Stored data
BEGIN
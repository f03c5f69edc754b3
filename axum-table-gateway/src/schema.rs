//! Request and response types
//!
//! Column/value maps arrive as loosely-typed JSON objects. They are narrowed
//! here into [`ColumnValues`], an insertion-ordered map whose values are
//! restricted to JSON scalars.

use serde::de::{self, Deserializer, MapAccess, Visitor};
use serde::ser::{SerializeMap, Serializer};
use serde::{Deserialize, Serialize};
use std::borrow::Cow;
use std::fmt;

/// A single bindable value
#[derive(Debug, Clone, PartialEq, Serialize)]
#[serde(untagged)]
pub enum ScalarValue {
    Null,
    Bool(bool),
    Int(i64),
    Float(f64),
    Text(String),
}

impl ScalarValue {
    /// Text form used on the wire by the REST proxy (`col=eq.<text>`)
    pub fn to_filter_text(&self) -> Cow<'_, str> {
        match self {
            ScalarValue::Null => Cow::Borrowed("null"),
            ScalarValue::Bool(true) => Cow::Borrowed("true"),
            ScalarValue::Bool(false) => Cow::Borrowed("false"),
            ScalarValue::Int(value) => Cow::Owned(value.to_string()),
            ScalarValue::Float(value) => Cow::Owned(value.to_string()),
            ScalarValue::Text(value) => Cow::Borrowed(value),
        }
    }
}

/// Rejection produced for arrays and objects
#[derive(Debug, Clone, PartialEq, Eq)]
pub struct NonScalarValue(&'static str);

impl fmt::Display for NonScalarValue {
    fn fmt(&self, formatter: &mut fmt::Formatter<'_>) -> fmt::Result {
        write!(
            formatter,
            "expected a string, number, boolean or null, found {}",
            self.0
        )
    }
}

impl std::error::Error for NonScalarValue {}

impl TryFrom<serde_json::Value> for ScalarValue {
    type Error = NonScalarValue;

    fn try_from(value: serde_json::Value) -> Result<Self, Self::Error> {
        match value {
            serde_json::Value::Null => Ok(ScalarValue::Null),
            serde_json::Value::Bool(value) => Ok(ScalarValue::Bool(value)),
            serde_json::Value::Number(number) => Ok(match number.as_i64() {
                Some(value) => ScalarValue::Int(value),
                // u64 beyond i64::MAX and all fractional numbers
                None => ScalarValue::Float(number.as_f64().unwrap_or(f64::NAN)),
            }),
            serde_json::Value::String(value) => Ok(ScalarValue::Text(value)),
            serde_json::Value::Array(_) => Err(NonScalarValue("an array")),
            serde_json::Value::Object(_) => Err(NonScalarValue("an object")),
        }
    }
}

impl<'de> Deserialize<'de> for ScalarValue {
    fn deserialize<D: Deserializer<'de>>(deserializer: D) -> Result<Self, D::Error> {
        let value = serde_json::Value::deserialize(deserializer)?;
        ScalarValue::try_from(value).map_err(de::Error::custom)
    }
}

impl From<&str> for ScalarValue {
    fn from(value: &str) -> Self {
        ScalarValue::Text(value.to_string())
    }
}

impl From<String> for ScalarValue {
    fn from(value: String) -> Self {
        ScalarValue::Text(value)
    }
}

impl From<i64> for ScalarValue {
    fn from(value: i64) -> Self {
        ScalarValue::Int(value)
    }
}

impl From<i32> for ScalarValue {
    fn from(value: i32) -> Self {
        ScalarValue::Int(value.into())
    }
}

impl From<f64> for ScalarValue {
    fn from(value: f64) -> Self {
        ScalarValue::Float(value)
    }
}

impl From<bool> for ScalarValue {
    fn from(value: bool) -> Self {
        ScalarValue::Bool(value)
    }
}

impl<T: Into<ScalarValue>> From<Option<T>> for ScalarValue {
    fn from(value: Option<T>) -> Self {
        value.map(Into::into).unwrap_or(ScalarValue::Null)
    }
}

/// Insertion-ordered column → value map
///
/// Keys are not validated here; the query builder decides which keys survive.
/// Inserting an existing key replaces its value in place, matching how a JSON
/// object with duplicate keys is read (last one wins).
#[derive(Debug, Clone, Default, PartialEq)]
pub struct ColumnValues {
    entries: Vec<(String, ScalarValue)>,
}

/// Columns and new values for INSERT/UPDATE
pub type FieldSet = ColumnValues;

/// Equality predicates for SELECT/UPDATE/DELETE
pub type FilterSet = ColumnValues;

impl ColumnValues {
    pub fn new() -> Self {
        Self::default()
    }

    pub fn insert(&mut self, column: impl Into<String>, value: impl Into<ScalarValue>) {
        let column = column.into();
        let value = value.into();

        match self.entries.iter_mut().find(|(existing, _)| *existing == column) {
            Some((_, slot)) => *slot = value,
            None => self.entries.push((column, value)),
        }
    }

    pub fn get(&self, column: &str) -> Option<&ScalarValue> {
        self.entries
            .iter()
            .find(|(existing, _)| existing == column)
            .map(|(_, value)| value)
    }

    pub fn len(&self) -> usize {
        self.entries.len()
    }

    pub fn is_empty(&self) -> bool {
        self.entries.is_empty()
    }

    pub fn iter(&self) -> impl Iterator<Item = (&str, &ScalarValue)> {
        self.entries
            .iter()
            .map(|(column, value)| (column.as_str(), value))
    }

    pub fn keys(&self) -> impl Iterator<Item = &str> {
        self.entries.iter().map(|(column, _)| column.as_str())
    }
}

impl<K, V> FromIterator<(K, V)> for ColumnValues
where
    K: Into<String>,
    V: Into<ScalarValue>,
{
    fn from_iter<I: IntoIterator<Item = (K, V)>>(iter: I) -> Self {
        let mut values = ColumnValues::new();
        for (column, value) in iter {
            values.insert(column, value);
        }
        values
    }
}

impl Serialize for ColumnValues {
    fn serialize<S: Serializer>(&self, serializer: S) -> Result<S::Ok, S::Error> {
        let mut map = serializer.serialize_map(Some(self.entries.len()))?;
        for (column, value) in &self.entries {
            map.serialize_entry(column, value)?;
        }
        map.end()
    }
}

impl<'de> Deserialize<'de> for ColumnValues {
    fn deserialize<D: Deserializer<'de>>(deserializer: D) -> Result<Self, D::Error> {
        struct ColumnValuesVisitor;

        impl<'de> Visitor<'de> for ColumnValuesVisitor {
            type Value = ColumnValues;

            fn expecting(&self, formatter: &mut fmt::Formatter) -> fmt::Result {
                formatter.write_str("an object mapping column names to scalar values")
            }

            fn visit_map<A: MapAccess<'de>>(self, mut access: A) -> Result<ColumnValues, A::Error> {
                let mut values = ColumnValues::new();

                while let Some((column, raw)) =
                    access.next_entry::<String, serde_json::Value>()?
                {
                    let value = ScalarValue::try_from(raw).map_err(|error| {
                        de::Error::custom(format!("column {column:?}: {error}"))
                    })?;
                    values.insert(column, value);
                }

                Ok(values)
            }
        }

        deserializer.deserialize_map(ColumnValuesVisitor)
    }
}

/// Operations that must carry data
#[derive(Debug, Clone, Copy, PartialEq, Eq)]
pub enum Write {
    Insert,
    Update,
}

impl fmt::Display for Write {
    fn fmt(&self, formatter: &mut fmt::Formatter<'_>) -> fmt::Result {
        formatter.write_str(match self {
            Write::Insert => "Insert",
            Write::Update => "Update",
        })
    }
}

/// Operations that must carry a filter
#[derive(Debug, Clone, Copy, PartialEq, Eq)]
pub enum Mutation {
    Update,
    Delete,
}

impl Mutation {
    /// Noun used in the mass-mutation rejection message
    pub(crate) fn mass_noun(self) -> &'static str {
        match self {
            Mutation::Update => "updates",
            Mutation::Delete => "deletion",
        }
    }
}

impl fmt::Display for Mutation {
    fn fmt(&self, formatter: &mut fmt::Formatter<'_>) -> fmt::Result {
        formatter.write_str(match self {
            Mutation::Update => "Update",
            Mutation::Delete => "Delete",
        })
    }
}

/// JSON body accepted by POST, PATCH and DELETE
#[derive(Debug, Clone, Default, Deserialize)]
pub struct WriteBody {
    /// Target table; falls back to the query string, then the default table
    pub table: Option<String>,

    /// Values to write (insert/update)
    pub data: Option<FieldSet>,

    /// Equality predicates (update/delete)
    pub filters: Option<FilterSet>,
}

/// Envelope returned by UPDATE and DELETE
#[derive(Debug, Clone, PartialEq, Serialize, Deserialize)]
#[serde(rename_all = "camelCase")]
pub struct MutationResult {
    /// Rows returned by the statement
    pub rows: Vec<serde_json::Value>,

    /// Affected-row count as reported by the store
    pub rows_affected: u64,
}

/// Response for the health endpoint
#[derive(Debug, Clone, Serialize, Deserialize)]
pub struct HealthResponse {
    pub status: String,
}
END
=== How to complete this task ===
As you read the records above, find each line that contains "Display" and copy it.

=== Solution for this problem ===
impl fmt::Display for NonScalarValue {
impl fmt::Display for Write {
impl fmt::Display for Mutation {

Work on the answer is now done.